TASK TO COMPLETE:
Filter the entries, keeping every line with the word "error".

LISTED ENTRIES:
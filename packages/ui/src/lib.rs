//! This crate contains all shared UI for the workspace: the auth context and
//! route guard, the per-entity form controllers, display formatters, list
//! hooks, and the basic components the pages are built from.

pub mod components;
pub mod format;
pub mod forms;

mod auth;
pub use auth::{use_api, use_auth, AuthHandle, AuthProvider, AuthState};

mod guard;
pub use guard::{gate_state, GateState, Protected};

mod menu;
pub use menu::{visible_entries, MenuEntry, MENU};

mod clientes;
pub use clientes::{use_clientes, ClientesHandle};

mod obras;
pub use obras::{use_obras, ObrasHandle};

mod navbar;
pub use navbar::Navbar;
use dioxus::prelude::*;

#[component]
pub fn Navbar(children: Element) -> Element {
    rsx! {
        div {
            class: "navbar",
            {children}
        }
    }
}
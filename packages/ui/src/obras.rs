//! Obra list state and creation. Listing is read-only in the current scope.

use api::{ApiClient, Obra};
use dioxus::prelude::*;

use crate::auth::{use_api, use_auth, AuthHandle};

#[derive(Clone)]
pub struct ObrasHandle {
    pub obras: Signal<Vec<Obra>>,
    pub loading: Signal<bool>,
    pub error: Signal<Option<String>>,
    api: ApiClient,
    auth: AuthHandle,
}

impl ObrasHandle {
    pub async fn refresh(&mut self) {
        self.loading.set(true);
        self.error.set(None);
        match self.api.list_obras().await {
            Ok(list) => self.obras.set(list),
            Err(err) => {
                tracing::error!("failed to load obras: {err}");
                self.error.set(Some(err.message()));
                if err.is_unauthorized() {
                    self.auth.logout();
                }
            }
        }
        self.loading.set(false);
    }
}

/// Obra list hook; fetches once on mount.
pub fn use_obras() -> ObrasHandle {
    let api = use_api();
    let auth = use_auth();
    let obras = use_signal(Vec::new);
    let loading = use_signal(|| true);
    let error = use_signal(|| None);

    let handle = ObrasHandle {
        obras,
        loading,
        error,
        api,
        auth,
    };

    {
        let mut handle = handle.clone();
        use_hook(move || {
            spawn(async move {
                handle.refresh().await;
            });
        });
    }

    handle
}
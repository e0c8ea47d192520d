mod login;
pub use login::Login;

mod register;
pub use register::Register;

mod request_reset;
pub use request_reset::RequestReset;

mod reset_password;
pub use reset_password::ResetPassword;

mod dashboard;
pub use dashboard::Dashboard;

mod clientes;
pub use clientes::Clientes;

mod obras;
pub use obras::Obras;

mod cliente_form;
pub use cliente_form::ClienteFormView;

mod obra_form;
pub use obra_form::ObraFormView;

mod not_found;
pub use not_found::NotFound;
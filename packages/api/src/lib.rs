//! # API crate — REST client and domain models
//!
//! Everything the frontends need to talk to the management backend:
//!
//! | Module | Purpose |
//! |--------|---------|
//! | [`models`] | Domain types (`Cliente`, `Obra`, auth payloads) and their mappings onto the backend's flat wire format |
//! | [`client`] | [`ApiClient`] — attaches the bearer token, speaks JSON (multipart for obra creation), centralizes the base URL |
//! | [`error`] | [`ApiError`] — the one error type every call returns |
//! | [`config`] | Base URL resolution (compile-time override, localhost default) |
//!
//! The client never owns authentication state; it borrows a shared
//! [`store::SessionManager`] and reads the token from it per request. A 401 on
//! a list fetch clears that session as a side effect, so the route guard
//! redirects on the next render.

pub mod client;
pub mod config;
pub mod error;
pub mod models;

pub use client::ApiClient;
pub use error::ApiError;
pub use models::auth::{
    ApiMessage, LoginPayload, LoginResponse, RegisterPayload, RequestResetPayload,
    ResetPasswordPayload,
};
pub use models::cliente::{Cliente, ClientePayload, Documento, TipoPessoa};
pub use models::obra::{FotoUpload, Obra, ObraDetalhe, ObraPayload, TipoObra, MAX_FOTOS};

EXERCISE SOLUTION:
    pub error: Signal<Option<String>>,
        self.error.set(None);
                tracing::error!("failed to load obras: {err}");
                self.error.set(Some(err.message()));
    let error = use_signal(|| None);
        error,
//! | [`error`] | [`ApiError`] — the one error type every call returns |
pub mod error;
pub use error::ApiError;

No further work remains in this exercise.